[Collected data entries]
▼▼▼

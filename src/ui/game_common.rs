//! Shared UI chrome: scene layout, status bar, centered overlays.

use ratatui::{
    layout::{Constraint, Direction, Layout, Rect},
    style::{Color, Modifier, Style},
    text::{Line, Span},
    widgets::{Block, Borders, Clear, Paragraph},
    Frame,
};

/// Layout areas returned by `create_scene_layout`.
pub struct SceneLayout {
    /// Main content area (play field) - top left, inside outer border
    pub content: Rect,
    /// Status bar area (2 lines) - bottom left, inside outer border
    pub status_bar: Rect,
    /// Info panel area - right side, with its own border
    pub info_panel: Rect,
}

/// Create the standard scene layout with an outer border.
///
/// ```text
/// ┌─ Title ─────────────────────────┬─ Info ──────┐
/// │                                 │             │
/// │   [content area]                │  [info]     │
/// │                                 │             │
/// │ [status bar - 2 lines]          │             │
/// └─────────────────────────────────┴─────────────┘
/// ```
pub fn create_scene_layout(
    frame: &mut Frame,
    area: Rect,
    title: &str,
    border_color: Color,
    content_min_height: u16,
    info_panel_width: u16,
) -> SceneLayout {
    frame.render_widget(Clear, area);

    let block = Block::default()
        .title(title)
        .borders(Borders::ALL)
        .border_style(Style::default().fg(border_color));

    let inner = block.inner(area);
    frame.render_widget(block, area);

    let columns = Layout::default()
        .direction(Direction::Horizontal)
        .constraints([Constraint::Min(20), Constraint::Length(info_panel_width)])
        .split(inner);

    let left = Layout::default()
        .direction(Direction::Vertical)
        .constraints([Constraint::Min(content_min_height), Constraint::Length(2)])
        .split(columns[0]);

    SceneLayout {
        content: left[0],
        status_bar: left[1],
        info_panel: columns[1],
    }
}

/// Render the two-line status bar: a mode label plus key hints.
pub fn render_status_bar(
    frame: &mut Frame,
    area: Rect,
    mode_label: &str,
    mode_color: Color,
    hints: &[(&str, &str)],
) {
    let mut spans: Vec<Span> = vec![
        Span::styled(
            format!(" {} ", mode_label),
            Style::default().fg(mode_color).add_modifier(Modifier::BOLD),
        ),
        Span::raw("  "),
    ];
    for (key, action) in hints {
        spans.push(Span::styled(*key, Style::default().fg(Color::Yellow)));
        spans.push(Span::styled(
            format!(" {}  ", action),
            Style::default().fg(Color::DarkGray),
        ));
    }

    let bar = Paragraph::new(vec![Line::from(""), Line::from(spans)]);
    frame.render_widget(bar, area);
}

/// Render the bordered frame for the info panel and return its inner area.
pub fn render_info_panel_frame(frame: &mut Frame, area: Rect) -> Rect {
    let block = Block::default()
        .title(" Info ")
        .borders(Borders::ALL)
        .border_style(Style::default().fg(Color::DarkGray));
    let inner = block.inner(area);
    frame.render_widget(block, area);
    inner
}

/// Render a centered overlay panel on top of the scene.
pub fn render_overlay_panel(
    frame: &mut Frame,
    area: Rect,
    title: &str,
    border_color: Color,
    lines: Vec<Line>,
) {
    let height = (lines.len() as u16 + 2).min(area.height);
    let width = area.width.saturating_sub(8).clamp(20, 44).min(area.width);

    let x = area.x + area.width.saturating_sub(width) / 2;
    let y = area.y + area.height.saturating_sub(height) / 2;
    let panel_area = Rect::new(x, y, width, height);

    frame.render_widget(Clear, panel_area);

    let block = Block::default()
        .title(title)
        .borders(Borders::ALL)
        .border_style(Style::default().fg(border_color).add_modifier(Modifier::BOLD));
    let inner = block.inner(panel_area);
    frame.render_widget(block, panel_area);

    let text = Paragraph::new(lines).alignment(ratatui::layout::Alignment::Center);
    frame.render_widget(text, inner);
}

▲▲▲

▶ What is required: Set every entry down verbatim.

▶ Exercise answer:
filename src/ui/game_common.rs
//! Shared UI chrome: scene layout, status bar, centered overlays.

use ratatui::{
    layout::{Constraint, Direction, Layout, Rect},
    style::{Color, Modifier, Style},
    text::{Line, Span},
    widgets::{Block, Borders, Clear, Paragraph},
    Frame,
};

/// Layout areas returned by `create_scene_layout`.
pub struct SceneLayout {
    /// Main content area (play field) - top left, inside outer border
    pub content: Rect,
    /// Status bar area (2 lines) - bottom left, inside outer border
    pub status_bar: Rect,
    /// Info panel area - right side, with its own border
    pub info_panel: Rect,
}

/// Create the standard scene layout with an outer border.
///
/// ```text
/// ┌─ Title ─────────────────────────┬─ Info ──────┐
/// │                                 │             │
/// │   [content area]                │  [info]     │
/// │                                 │             │
/// │ [status bar - 2 lines]          │             │
/// └─────────────────────────────────┴─────────────┘
/// ```
pub fn create_scene_layout(
    frame: &mut Frame,
    area: Rect,
    title: &str,
    border_color: Color,
    content_min_height: u16,
    info_panel_width: u16,
) -> SceneLayout {
    frame.render_widget(Clear, area);

    let block = Block::default()
        .title(title)
        .borders(Borders::ALL)
        .border_style(Style::default().fg(border_color));

    let inner = block.inner(area);
    frame.render_widget(block, area);

    let columns = Layout::default()
        .direction(Direction::Horizontal)
        .constraints([Constraint::Min(20), Constraint::Length(info_panel_width)])
        .split(inner);

    let left = Layout::default()
        .direction(Direction::Vertical)
        .constraints([Constraint::Min(content_min_height), Constraint::Length(2)])
        .split(columns[0]);

    SceneLayout {
        content: left[0],
        status_bar: left[1],
        info_panel: columns[1],
    }
}

/// Render the two-line status bar: a mode label plus key hints.
pub fn render_status_bar(
    frame: &mut Frame,
    area: Rect,
    mode_label: &str,
    mode_color: Color,
    hints: &[(&str, &str)],
) {
    let mut spans: Vec<Span> = vec![
        Span::styled(
            format!(" {} ", mode_label),
            Style::default().fg(mode_color).add_modifier(Modifier::BOLD),
        ),
        Span::raw("  "),
    ];
    for (key, action) in hints {
        spans.push(Span::styled(*key, Style::default().fg(Color::Yellow)));
        spans.push(Span::styled(
            format!(" {}  ", action),
            Style::default().fg(Color::DarkGray),
        ));
    }

    let bar = Paragraph::new(vec![Line::from(""), Line::from(spans)]);
    frame.render_widget(bar, area);
}

/// Render the bordered frame for the info panel and return its inner area.
pub fn render_info_panel_frame(frame: &mut Frame, area: Rect) -> Rect {
    let block = Block::default()
        .title(" Info ")
        .borders(Borders::ALL)
        .border_style(Style::default().fg(Color::DarkGray));
    let inner = block.inner(area);
    frame.render_widget(block, area);
    inner
}

/// Render a centered overlay panel on top of the scene.
pub fn render_overlay_panel(
    frame: &mut Frame,
    area: Rect,
    title: &str,
    border_color: Color,
    lines: Vec<Line>,
) {
    let height = (lines.len() as u16 + 2).min(area.height);
    let width = area.width.saturating_sub(8).clamp(20, 44).min(area.width);

    let x = area.x + area.width.saturating_sub(width) / 2;
    let y = area.y + area.height.saturating_sub(height) / 2;
    let panel_area = Rect::new(x, y, width, height);

    frame.render_widget(Clear, panel_area);

    let block = Block::default()
        .title(title)
        .borders(Borders::ALL)
        .border_style(Style::default().fg(border_color).add_modifier(Modifier::BOLD));
    let inner = block.inner(panel_area);
    frame.render_widget(block, panel_area);

    let text = Paragraph::new(lines).alignment(ratatui::layout::Alignment::Center);
    frame.render_widget(text, inner);
}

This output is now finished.